By and | November 28th, 2018
Posted in Columns | % Comments

Welcome to This Week in Shonen Jump, in which a rotating duo of Multiversity staffers take a look at two stories contained in each installment of Viz Media’s Weekly Shonen Jump. For the uninitiated, Weekly Shonen Jump is an anthology that delivers more than 200 pages of manga of all varieties. We hope that you’ll join us in exploring the world of Weekly Shonen Jump each week. If you are unfamiliar, you can read sample chapters and subscribe at Viz.com.

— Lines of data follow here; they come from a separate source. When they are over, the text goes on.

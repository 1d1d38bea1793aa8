//! HTML escaping and plain text extraction.

/// Escape the characters that are significant in HTML text and attribute values.
#[must_use]
pub fn escape_html(s: &str) -> String {
    let mut out = String::with_capacity(s.len());
    for c in s.chars() {
        match c {
            '&' => out.push_str("&amp;"),
            '<' => out.push_str("&lt;"),
            '>' => out.push_str("&gt;"),
            '"' => out.push_str("&quot;"),
            '\'' => out.push_str("&#39;"),
            _ => out.push(c),
        }
    }
    out
}

/// Elements whose content is never visible text.
const OPAQUE_ELEMENTS: [&str; 2] = ["script", "style"];

/// Reduce rendered markup to its text content.
///
/// Walks the markup and concatenates text segments, dropping tags, comments
/// and the bodies of `<script>` and `<style>` elements. Character references
/// are decoded.
#[must_use]
pub fn plain_text(markup: &str) -> String {
    let mut out = String::with_capacity(markup.len());
    let mut rest = markup;

    while let Some(start) = rest.find('<') {
        out.push_str(&decode_entities(&rest[..start]));
        rest = &rest[start..];

        if !opens_markup(rest) {
            out.push('<');
            rest = &rest[1..];
            continue;
        }

        if let Some(after) = rest.strip_prefix("<!--") {
            rest = after.find("-->").map_or("", |end| &after[end + 3..]);
            continue;
        }

        let Some(end) = rest.find('>') else {
            // Unterminated tag: treat the remainder as text
            out.push_str(&decode_entities(rest));
            return out;
        };
        let tag = tag_name(&rest[1..end]);
        rest = &rest[end + 1..];

        if let Some(opaque) = OPAQUE_ELEMENTS.iter().find(|e| **e == tag) {
            let closing = format!("</{opaque}");
            rest = find_ignore_ascii_case(rest, &closing)
                .and_then(|pos| rest[pos..].find('>').map(|gt| &rest[pos + gt + 1..]))
                .unwrap_or("");
        }
    }

    out.push_str(&decode_entities(rest));
    out
}

/// Whether the `<` at the start of `s` begins a tag, comment or declaration.
///
/// Any other `<` is literal text, as in `1 < 2`.
fn opens_markup(s: &str) -> bool {
    s[1..]
        .chars()
        .next()
        .is_some_and(|c| c.is_ascii_alphabetic() || matches!(c, '/' | '!' | '?'))
}

/// Lower-cased element name of an opening tag body (empty for closing tags).
fn tag_name(body: &str) -> String {
    if body.starts_with('/') {
        return String::new();
    }
    body.chars()
        .take_while(char::is_ascii_alphanumeric)
        .map(|c| c.to_ascii_lowercase())
        .collect()
}

fn find_ignore_ascii_case(haystack: &str, needle: &str) -> Option<usize> {
    haystack
        .to_ascii_lowercase()
        .find(&needle.to_ascii_lowercase())
}

/// Decode named and numeric character references.
fn decode_entities(text: &str) -> String {
    if !text.contains('&') {
        return text.to_owned();
    }

    let mut out = String::with_capacity(text.len());
    let mut rest = text;
    while let Some(amp) = rest.find('&') {
        out.push_str(&rest[..amp]);
        rest = &rest[amp..];

        let decoded = rest
            .find(';')
            .filter(|&semi| semi <= 10)
            .and_then(|semi| decode_reference(&rest[1..semi]).map(|c| (c, semi)));

        if let Some((c, semi)) = decoded {
            out.push(c);
            rest = &rest[semi + 1..];
        } else {
            out.push('&');
            rest = &rest[1..];
        }
    }
    out.push_str(rest);
    out
}

fn decode_reference(name: &str) -> Option<char> {
    if let Some(num) = name.strip_prefix('#') {
        let code = match num.strip_prefix(['x', 'X']) {
            Some(hex) => u32::from_str_radix(hex, 16).ok()?,
            None => num.parse().ok()?,
        };
        return char::from_u32(code);
    }

    match name {
        "amp" => Some('&'),
        "lt" => Some('<'),
        "gt" => Some('>'),
        "quot" => Some('"'),
        "apos" => Some('\''),
        "nbsp" => Some('\u{a0}'),
        _ => None,
    }
}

This week, Brandon and Walt check in with “The Comiq” and “Black Clover.” If you have any thoughts on these titles, or “Yu Gi Oh Arc V,” “My Hero Academia,” “Dr. Stone,” “Hunter x Hunter,” “Boruto,” “One Piece,” “The Promised Neverland,” “Food Wars,” “World Trigger,” or “We Never Learn” let us know in the comments!

The Comiq Chapter 7
Written and Illustrated by Kazuki Takahashi
Reviewed by Brandon Arnold

This week marks the end of “The Comiq,” and it’s a kind of bitter-sweet occasion for me. Overall, I’ve enjoyed this condensed, semi-realistic story about one lowly manga artist’s quest for the truth, and this week’s finale certainly ends with definitive closure, but the road it takes to get there is strange, forced, and bloated.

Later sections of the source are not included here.